The firm’s Class of 2014 report, which analysed all first-time NED appointments to FTSE 350 companies, revealed that 39% of first-time NEDs in 2014 were women, up from 28% in 2013 and 11% in 2007.
The proportion of female appointees from general management and finance grew significantly, with 52 women from these backgrounds achieving first-time appointments in 2014 compared to just five in 2013.
The report suggests this might reflect a widening pool of female general managers and finance experts, and could indicate greater gender diversity in the executive pipeline. This may result, according to the report, in a future increase in the number of women holding executive board positions as chief executives and finance directors.

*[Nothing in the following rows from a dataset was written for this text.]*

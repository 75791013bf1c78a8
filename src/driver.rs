//! Controller driver
//!
//! [`Ltdc`] owns the register interface, the scheduler used while waiting for
//! reloads and the bus mutex. Every method takes `&self`, so one instance can
//! sit in a `static` shared by threads and the interrupt handlers.

use core::cell::Cell;

use critical_section::{CriticalSection, Mutex};

use crate::color::Color;
use crate::config::{Config, GlobalFlags};
use crate::error::{Error, MAX_LINE_INTERRUPT_POSITION};
use crate::interrupt::{Callbacks, InterruptCause};
use crate::interface::RegisterInterface;
use crate::layer::{
    Layer, LayerConfig, LayerController, LayerFlags, ScreenGeometry, SharedGeometry,
};
use crate::registers::{
    AWCR, BCCR, BPCR, CPSR, CPSR_X_SHIFT, CPSR_Y_MASK, GCR, GCR_DEN, GCR_FLAGS_MASK, GCR_LTDCEN,
    IER, INT_LINE, LIPCR, LIPCR_MASK, RGB_MASK, SSCR, TWCR,
};
use crate::reload::{ReloadTiming, WaitSlot};
use crate::runtime::{BusMutex, NoBusLock, Scheduler};
use crate::state::{DriverState, Transition};

/// Pixel currently being scanned out, in accumulated coordinates
#[derive(Clone, Copy, PartialEq, Eq, Debug)]
pub struct ScanPosition {
    /// Horizontal position
    pub x: u16,
    /// Vertical position (line)
    pub y: u16,
}

/// Two-layer display controller driver
///
/// # Example
///
/// ```
/// use ltdc::{Builder, Ltdc, Mmio, NoBusLock, PollingScheduler, TimingConfig, LTDC_BASE};
///
/// # struct NoDelay;
/// # impl embedded_hal::delay::DelayNs for NoDelay { fn delay_ns(&mut self, _ns: u32) {} }
/// #[allow(unsafe_code)]
/// let regs = unsafe { Mmio::new(LTDC_BASE) };
/// let ltdc = Ltdc::new(regs, PollingScheduler::new(NoDelay), NoBusLock);
///
/// let config = match Builder::new()
///     .timing(TimingConfig::new(480, 272).with_sync(41, 10).with_back_porch(13, 2))
///     .build()
/// {
///     Ok(config) => config,
///     Err(_) => return,
/// };
/// # if false {
/// let _ = ltdc.init();
/// let _ = ltdc.start(&config);
/// # }
/// ```
pub struct Ltdc<R, S: Scheduler, M = NoBusLock> {
    pub(crate) regs: R,
    pub(crate) scheduler: S,
    bus: M,
    state: Mutex<Cell<DriverState>>,
    geometry: SharedGeometry,
    callbacks: Mutex<Cell<Callbacks>>,
    pub(crate) waiter: WaitSlot<S::Thread>,
}

impl<R, S, M> Ltdc<R, S, M>
where
    R: RegisterInterface,
    S: Scheduler,
    M: BusMutex,
{
    /// Create a driver in the [`Uninitialized`](DriverState::Uninitialized) state
    ///
    /// No register is touched until [`start`](Self::start).
    pub const fn new(regs: R, scheduler: S, bus: M) -> Self {
        Self {
            regs,
            scheduler,
            bus,
            state: Mutex::new(Cell::new(DriverState::Uninitialized)),
            geometry: Mutex::new(Cell::new(None)),
            callbacks: Mutex::new(Cell::new(Callbacks::NONE)),
            waiter: WaitSlot::new(),
        }
    }

    /// Second construction phase, leaves the driver
    /// [`Stopped`](DriverState::Stopped)
    ///
    /// # Errors
    ///
    /// Returns [`Error::InvalidState`] when called twice.
    pub fn init(&self) -> Result<(), Error> {
        critical_section::with(|cs| self.transition(cs, Transition::Init))?;
        Ok(())
    }

    /// Current driver state
    pub fn state(&self) -> DriverState {
        critical_section::with(|cs| self.state_in(cs))
    }

    pub(crate) fn state_in(&self, cs: CriticalSection<'_>) -> DriverState {
        self.state.borrow(cs).get()
    }

    pub(crate) fn set_state(&self, cs: CriticalSection<'_>, state: DriverState) {
        self.state.borrow(cs).set(state);
    }

    /// Apply `transition` to the current state and commit the result
    pub(crate) fn transition(
        &self,
        cs: CriticalSection<'_>,
        transition: Transition,
    ) -> Result<DriverState, Error> {
        let current = self.state_in(cs);
        let next = current.next(transition)?;
        self.set_state(cs, next);
        match transition {
            Transition::RequestReload | Transition::CompleteReload => {
                log::trace!("{:?} -> {:?}", current, next);
            }
            _ => log::debug!("{:?} -> {:?}", current, next),
        }
        Ok(next)
    }

    pub(crate) fn callbacks(&self) -> Callbacks {
        critical_section::with(|cs| self.callbacks.borrow(cs).get())
    }

    /// Screen geometry fixed by the last [`start`](Self::start), if running
    pub fn geometry(&self) -> Option<ScreenGeometry> {
        critical_section::with(|cs| self.geometry.borrow(cs).get())
    }

    /// Controller for `layer`
    ///
    /// Geometry-dependent operations of the returned controller fail with
    /// [`Error::NotStarted`] unless the driver is running.
    pub fn layer(&self, layer: Layer) -> LayerController<'_, R> {
        LayerController::new(&self.regs, layer, &self.geometry)
    }

    /// Controller for layer 1
    pub fn background(&self) -> LayerController<'_, R> {
        self.layer(Layer::Background)
    }

    /// Controller for layer 2
    pub fn foreground(&self) -> LayerController<'_, R> {
        self.layer(Layer::Foreground)
    }

    /// Underlying register interface
    pub const fn registers(&self) -> &R {
        &self.regs
    }

    /// Program timing, layers and interrupts, then enable the controller
    ///
    /// Layers absent from `config` are programmed with
    /// [`LayerConfig::DISABLED`]. Everything is validated before the first
    /// register write.
    ///
    /// # Errors
    ///
    /// - [`Error::InvalidState`] unless the driver is stopped
    /// - any timing, window, frame or palette error from the configuration
    pub fn start(&self, config: &Config<'_>) -> Result<(), Error> {
        critical_section::with(|cs| self.state_in(cs).next(Transition::Start))?;

        let windows = config.timing.compute()?;
        let geometry = ScreenGeometry::new(&config.timing, &windows);
        let background = config.background.unwrap_or(LayerConfig::DISABLED);
        let foreground = config.foreground.unwrap_or(LayerConfig::DISABLED);
        background.validate(&geometry)?;
        foreground.validate(&geometry)?;

        self.regs.write(GCR, 0);
        self.regs.write(IER, 0);
        self.force_reload();

        self.regs.write(SSCR, windows.sync.register());
        self.regs.write(BPCR, windows.back_porch.register());
        self.regs.write(AWCR, windows.active.register());
        self.regs.write(TWCR, windows.total.register());

        critical_section::with(|cs| {
            self.geometry.borrow(cs).set(Some(geometry));
            self.callbacks.borrow(cs).set(config.callbacks);
        });

        self.regs
            .write(GCR, config.flags.difference(GlobalFlags::ENABLE).bits());
        self.regs.write(BCCR, config.clear_color.rgb());

        for layer in Layer::ALL {
            self.layer(layer).set_enable_flags(LayerFlags::empty());
        }
        let configured = self
            .background()
            .set_config(&background)
            .and_then(|()| self.foreground().set_config(&foreground));
        if let Err(err) = configured {
            self.forget_configuration();
            return Err(err);
        }

        self.regs.write(IER, config.callbacks.enable_mask());
        self.force_reload();
        critical_section::with(|_| self.regs.set_bits(GCR, GCR_LTDCEN));
        self.force_reload();

        critical_section::with(|cs| self.transition(cs, Transition::Start))?;
        log::debug!(
            "started {}x{}, active window {:?}",
            geometry.width,
            geometry.height,
            geometry.active
        );
        Ok(())
    }

    /// Disable the controller and its interrupts
    ///
    /// # Errors
    ///
    /// Returns [`Error::InvalidState`] unless the driver is
    /// [`Ready`](DriverState::Ready).
    pub fn stop(&self) -> Result<(), Error> {
        critical_section::with(|cs| self.state_in(cs).next(Transition::Stop))?;

        critical_section::with(|_| self.regs.clear_bits(GCR, GCR_LTDCEN));
        self.regs.write(IER, 0);
        self.reload(ReloadTiming::Immediate)?;

        critical_section::with(|cs| self.transition(cs, Transition::Stop))?;
        self.forget_configuration();
        log::debug!("stopped");
        Ok(())
    }

    fn forget_configuration(&self) {
        critical_section::with(|cs| {
            self.geometry.borrow(cs).set(None);
            self.callbacks.borrow(cs).set(Callbacks::NONE);
        });
    }

    // Global flags

    /// Current global flags
    pub fn enable_flags(&self) -> GlobalFlags {
        GlobalFlags::from_bits_truncate(self.regs.read(GCR))
    }

    /// Replace the global flags
    ///
    /// [`GlobalFlags::ENABLE`] is owned by [`start`](Self::start) and
    /// [`stop`](Self::stop) and is left untouched.
    pub fn set_enable_flags(&self, flags: GlobalFlags) {
        let mask = GCR_FLAGS_MASK & !GCR_LTDCEN;
        critical_section::with(|_| self.regs.modify(GCR, mask, flags.bits()));
    }

    /// Whether dithering is on
    pub fn is_dithering_enabled(&self) -> bool {
        self.regs.read(GCR) & GCR_DEN != 0
    }

    /// Turn dithering on
    pub fn enable_dithering(&self) {
        critical_section::with(|_| self.regs.set_bits(GCR, GCR_DEN));
    }

    /// Turn dithering off
    pub fn disable_dithering(&self) {
        critical_section::with(|_| self.regs.clear_bits(GCR, GCR_DEN));
    }

    /// Color shown where no layer is visible (RGB, alpha reads as zero)
    pub fn clear_color(&self) -> Color {
        Color(self.regs.read(BCCR) & RGB_MASK)
    }

    /// Set the color shown where no layer is visible; alpha is ignored
    pub fn set_clear_color(&self, color: Color) {
        self.regs.write(BCCR, color.rgb());
    }

    // Line interrupt

    /// Line at which the line interrupt fires
    pub fn line_interrupt_position(&self) -> u16 {
        (self.regs.read(LIPCR) & LIPCR_MASK) as u16
    }

    /// Set the line at which the line interrupt fires
    ///
    /// # Errors
    ///
    /// Returns [`Error::LineInterruptPositionOutOfRange`] above 2047.
    pub fn set_line_interrupt_position(&self, line: u16) -> Result<(), Error> {
        if line > MAX_LINE_INTERRUPT_POSITION {
            return Err(Error::LineInterruptPositionOutOfRange { line });
        }
        self.regs.write(LIPCR, u32::from(line));
        Ok(())
    }

    /// Whether the line interrupt is enabled
    pub fn is_line_interrupt_enabled(&self) -> bool {
        self.regs.read(IER) & INT_LINE != 0
    }

    /// Enable the line interrupt
    ///
    /// # Errors
    ///
    /// Returns [`Error::MissingCallback`] when the running configuration has
    /// no line callback.
    pub fn enable_line_interrupt(&self) -> Result<(), Error> {
        if self.callbacks().line.is_none() {
            return Err(Error::MissingCallback(InterruptCause::Line));
        }
        critical_section::with(|_| self.regs.set_bits(IER, INT_LINE));
        Ok(())
    }

    /// Disable the line interrupt
    pub fn disable_line_interrupt(&self) {
        critical_section::with(|_| self.regs.clear_bits(IER, INT_LINE));
    }

    /// Pixel being scanned out right now
    pub fn current_position(&self) -> ScanPosition {
        let cpsr = self.regs.read(CPSR);
        ScanPosition {
            x: (cpsr >> CPSR_X_SHIFT) as u16,
            y: (cpsr & CPSR_Y_MASK) as u16,
        }
    }

    /// Take the bus mutex until the returned guard is dropped
    ///
    /// Use it to keep several layer edits and their reload together.
    pub fn acquire_bus(&self) -> BusGuard<'_, M> {
        self.bus.lock();
        BusGuard { bus: &self.bus }
    }
}

/// Ownership of the bus mutex, released on drop
#[must_use = "the bus is released as soon as the guard is dropped"]
pub struct BusGuard<'a, M: BusMutex> {
    bus: &'a M,
}

impl<M: BusMutex> Drop for BusGuard<'_, M> {
    fn drop(&mut self) {
        self.bus.unlock();
    }
}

However, Helen Pitcher, chairman of Advanced Boardroom Excellence, warned that the results do not necessarily indicate that more women are in the talent pipeline.
“I do not believe the executive pipeline is being strengthened at all,” she told HR magazine. “I believe that chairmen are taking more risks, appointing more female NED first-timers, but from an existing pool of FDs and GMs predominantly from other organisations and not from a healthy executive pipeline.”
Lord Davies set a target for 25% of all FTSE 100 directors to be female by 2015. This target was reached in July.
“The focus should now be on the executive pool,” said Pitcher. “The recent focus of appointing more female NEDs has been a success; the 25% goal has been reached on time for the FTSE 100 companies. If we do not focus on the executive pipeline with equal attention and energy, the future will not be bright. We will not have more women in the pipeline, just women sitting on multiple boards.”
Richard Emerton, managing partner and head of EMEA board and CEO practice at Korn Ferry, pointed to another medium-term trend of a steady increase in appointments of people with no past listed company executive board experience.
“This is evidence that boards are casting the net wider and looking for new blood, but it also puts pressure on chairmen to ensure that these ‘inexperienced’ appointees are thoroughly inducted and carefully mentored as they learn the craft of public company directorship,” he said.
“Though there are many positive signs evidenced by this report, there is still progress to be made to ensure a breadth of experience and viewpoints,” he added. “Of course, neither boards nor individuals want a situation where appointments are made on the basis of tokenism, so much of the challenge lies in identifying, supporting and developing the talent pipeline so that company leaders rise from a truly diverse talent pool.”
Ann Pickering, HR director for O2, told HR magazine that it is vital that these successes are seen as the starting point, rather than the finishing line. "The reality is that we don’t just want more women as non-executive directors; we want them filling more director roles too," she said.
"If we are to achieve real and long-lasting workplace diversity, employers must see the value of nurturing the potential of women at every level, regardless of the size of the business, therefore creating a strong pipeline of female talent all the way up to the boardroom,” she added.